About

 

Origin

Born in Tehran, Oliver Behzadi spent his early years amid upheaval and displacement before relocating to London as a teenager. Now based in East London, his practice is shaped by questions of memory, belonging, and the entanglement of representation with power. He explores how identity forms in relation to Otherness, and how presence may be rendered visible, obscured, or subverted through artistic form. His work also unsettles conventional notions of originality, suggesting that meaning emerges through repetition, variation, and the reworking of inherited forms.

Painting

Behzadi’s paintings unfold through layered gesture, colour, and texture, where surfaces become sites of vulnerability, persistence, and reflection. Moving between figuration and abstraction, he often returns to self-portraiture as a way of probing identity, presence, and the thresholds between interiority and exposure. His figures appear fragile yet insistent, distorted yet faceless, holding opposites in tension, placing the body between personal and collective experience, intimacy and distance. Across self-portraits, portraits, still lifes, abstraction and figural compositions, painting becomes a method of registering time, memory, and the persistence of human presence.
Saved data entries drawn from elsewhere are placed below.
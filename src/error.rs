use std::io;

/// Custom error type for git_hook_router operations
#[derive(Debug, thiserror::Error)]
pub enum RouterError {
    #[error("Configuration error: {0}")]
    ConfigError(String),

    #[error("Malformed repository url: {0}")]
    MalformedRepositoryUrl(String),

    #[error("Malformed payload: {0}")]
    MalformedPayload(String),

    #[error("Unknown event type: {0}")]
    UnknownEvent(String),

    #[error("Trigger failed for job '{job}': {message}")]
    TriggerFailed { job: String, message: String },

    #[error("Instance identity error: {0}")]
    IdentityError(String),

    #[error("IO error: {0}")]
    IoError(#[from] io::Error),

    #[error("TOML parsing error: {0}")]
    TomlParseError(#[from] toml::de::Error),

    #[error("JSON error: {0}")]
    JsonError(#[from] serde_json::Error),
}

/// Helper type for Results that use RouterError
pub type Result<T> = std::result::Result<T, RouterError>;
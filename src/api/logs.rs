//! Recent log entries endpoint

use axum::{
    Json,
    extract::{Query, State as AxumState},
    http::StatusCode,
    response::{IntoResponse, Response},
};
use serde::Deserialize;
use serde_json::json;
use tracing::Level;

use crate::SharedState;

#[derive(Debug, Deserialize)]
pub struct LogsQuery {
    pub level: Option<String>,
}

/// GET /api/logs - Captured log entries, oldest first
/// Supports query parameter: ?level=warn
pub async fn get_logs(
    AxumState(state): AxumState<SharedState>,
    Query(query): Query<LogsQuery>,
) -> Response {
    let Some(level) = query.level else {
        return Json(state.recent_logs.entries()).into_response();
    };

    match level.parse::<Level>() {
        Ok(level) => Json(state.recent_logs.entries_at(level)).into_response(),
        Err(_) => (
            StatusCode::BAD_REQUEST,
            Json(json!({ "error": format!("Unknown log level '{}'", level) })),
        )
            .into_response(),
    }
}
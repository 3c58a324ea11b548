//! Typed view over push event payloads

use serde::Deserialize;

use crate::error::{Result, RouterError};

/// Paths touched by a single commit of a push.
#[derive(Debug, Clone, Default, PartialEq, Eq, Deserialize)]
pub struct CommitChange {
    #[serde(default)]
    pub added: Vec<String>,
    #[serde(default)]
    pub modified: Vec<String>,
    #[serde(default)]
    pub removed: Vec<String>,
}

impl CommitChange {
    /// Every path of the commit, in the order modified, added, removed.
    pub fn paths(&self) -> impl Iterator<Item = &str> {
        self.modified
            .iter()
            .chain(self.added.iter())
            .chain(self.removed.iter())
            .map(String::as_str)
    }
}

#[derive(Deserialize)]
struct RawRepository {
    url: Option<String>,
}

#[derive(Deserialize)]
struct RawPusher {
    name: Option<String>,
}

#[derive(Deserialize)]
struct RawPushPayload {
    repository: Option<RawRepository>,
    pusher: Option<RawPusher>,
    after: Option<String>,
    #[serde(rename = "ref")]
    git_ref: Option<String>,
    #[serde(default)]
    commits: Vec<CommitChange>,
}

/// Data extracted from a push payload
#[derive(Debug, Clone, PartialEq, Eq)]
pub struct PushPayload {
    pub repository_url: String,
    pub pusher_name: String,
    pub after_sha: String,
    pub git_ref: Option<String>,
    pub commits: Vec<CommitChange>,
}

impl PushPayload {
    pub fn parse(payload: &str) -> Result<Self> {
        let raw: RawPushPayload = serde_json::from_str(payload)?;

        let repository_url = raw
            .repository
            .and_then(|r| r.url)
            .filter(|url| !url.trim().is_empty())
            .ok_or_else(|| RouterError::MalformedPayload("missing repository.url".to_string()))?;
        let after_sha = raw
            .after
            .filter(|sha| !sha.trim().is_empty())
            .ok_or_else(|| RouterError::MalformedPayload("missing after".to_string()))?;
        let pusher_name = raw
            .pusher
            .and_then(|p| p.name)
            .ok_or_else(|| RouterError::MalformedPayload("missing pusher.name".to_string()))?;

        Ok(Self {
            repository_url,
            pusher_name,
            after_sha,
            git_ref: raw.git_ref,
            commits: raw.commits,
        })
    }

    /// Branch name of the pushed ref, if the ref is a branch.
    pub fn branch(&self) -> Option<&str> {
        self.git_ref
            .as_deref()
            .and_then(|r| r.strip_prefix("refs/heads/"))
    }
}
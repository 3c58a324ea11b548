//! Per-job push filters: monorepo subpath and master-branch policy.

use serde::Serialize;

use crate::payload::CommitChange;

pub const DEFAULT_MASTER_BRANCH: &str = "master";

/// Returns true if the push touches `repository_path`.
///
/// An absent or blank path means the job covers the whole repository and
/// always matches. Otherwise this is a plain string prefix test, so `lib`
/// also matches `libfoo/x`.
pub fn path_matches(repository_path: Option<&str>, commits: &[CommitChange]) -> bool {
    let Some(prefix) = repository_path.filter(|p| !p.trim().is_empty()) else {
        return true;
    };

    commits
        .iter()
        .any(|commit| commit.paths().any(|path| path.starts_with(prefix)))
}

/// What a job does with pushes to its master branch.
#[derive(Debug, Clone, Default, PartialEq, Eq, Serialize)]
#[serde(tag = "mode", rename_all = "snake_case")]
pub enum BranchPolicy {
    #[default]
    Any,
    IgnoreMaster { master_branch: String },
    OnlyMaster { master_branch: String },
}

impl BranchPolicy {
    /// Pushes without a branch ref (tags, or payloads lacking `ref`) are
    /// always allowed.
    pub fn allows(&self, branch: Option<&str>) -> bool {
        let Some(branch) = branch else {
            return true;
        };
        match self {
            BranchPolicy::Any => true,
            BranchPolicy::IgnoreMaster { master_branch } => branch != master_branch,
            BranchPolicy::OnlyMaster { master_branch } => branch == master_branch,
        }
    }
}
Photography and the Studio

Photography extends these concerns to the overlooked residues of practice. The Shed Project documents the studio as a living archive, where dust, stains, and pigment traces act as markers of labour and duration. The Cloth Project transforms studio rags, hardened through repetition, into fragile repositories of gesture, memory, and care. In both series, photography reflects back on painting, revealing how making is always bound to its traces and to the material conditions of artistic labour.

Dialogue Between Mediums

Painting and photography form a dialogue. Painting accumulates through duration, while photography collapses time into an instant and disperses it in circulation. Behzadi navigates this movement between slowness and immediacy, solitude and encounter, intimacy and dissemination, holding both poles in creative tension, to explore what it means to create and represent today. This movement between mediums also foregrounds a broader question: what values might guide artistic practice when set against the pressures of commodification and spectacle?

On Authenticity

Behzadi’s practice increasingly turns toward the question of authenticity, approached less as an essence to be uncovered than as an orientation within creative work. This orientation privileges sincerity over irony, attentiveness over detachment, and vulnerability over performance. Sincerity here is not naïve but informed, a stance that embraces openness and care as a deliberate form of resistance. To pursue authenticity in this sense is not to affirm a fixed truth, but to cultivate a mode of practice that resists cynicism and commodification. In this way, authenticity becomes a form of subversion, a way of creating that insists on the value of presence, persistence, and a direct engagement with what compels him to make.

Practice and Search

Trained first in medicine before studying art at City Lit and the Slade School of Fine Art, Behzadi brings discipline and reflection to his practice. His work translates displacement, memory, and identity into layered visual forms that are at once personal and contemporary. Through painting and photography, he develops strategies of subversion that resist the demand for originality, framing art as a space where labour, memory, and the self are traced, questioned, and reimagined.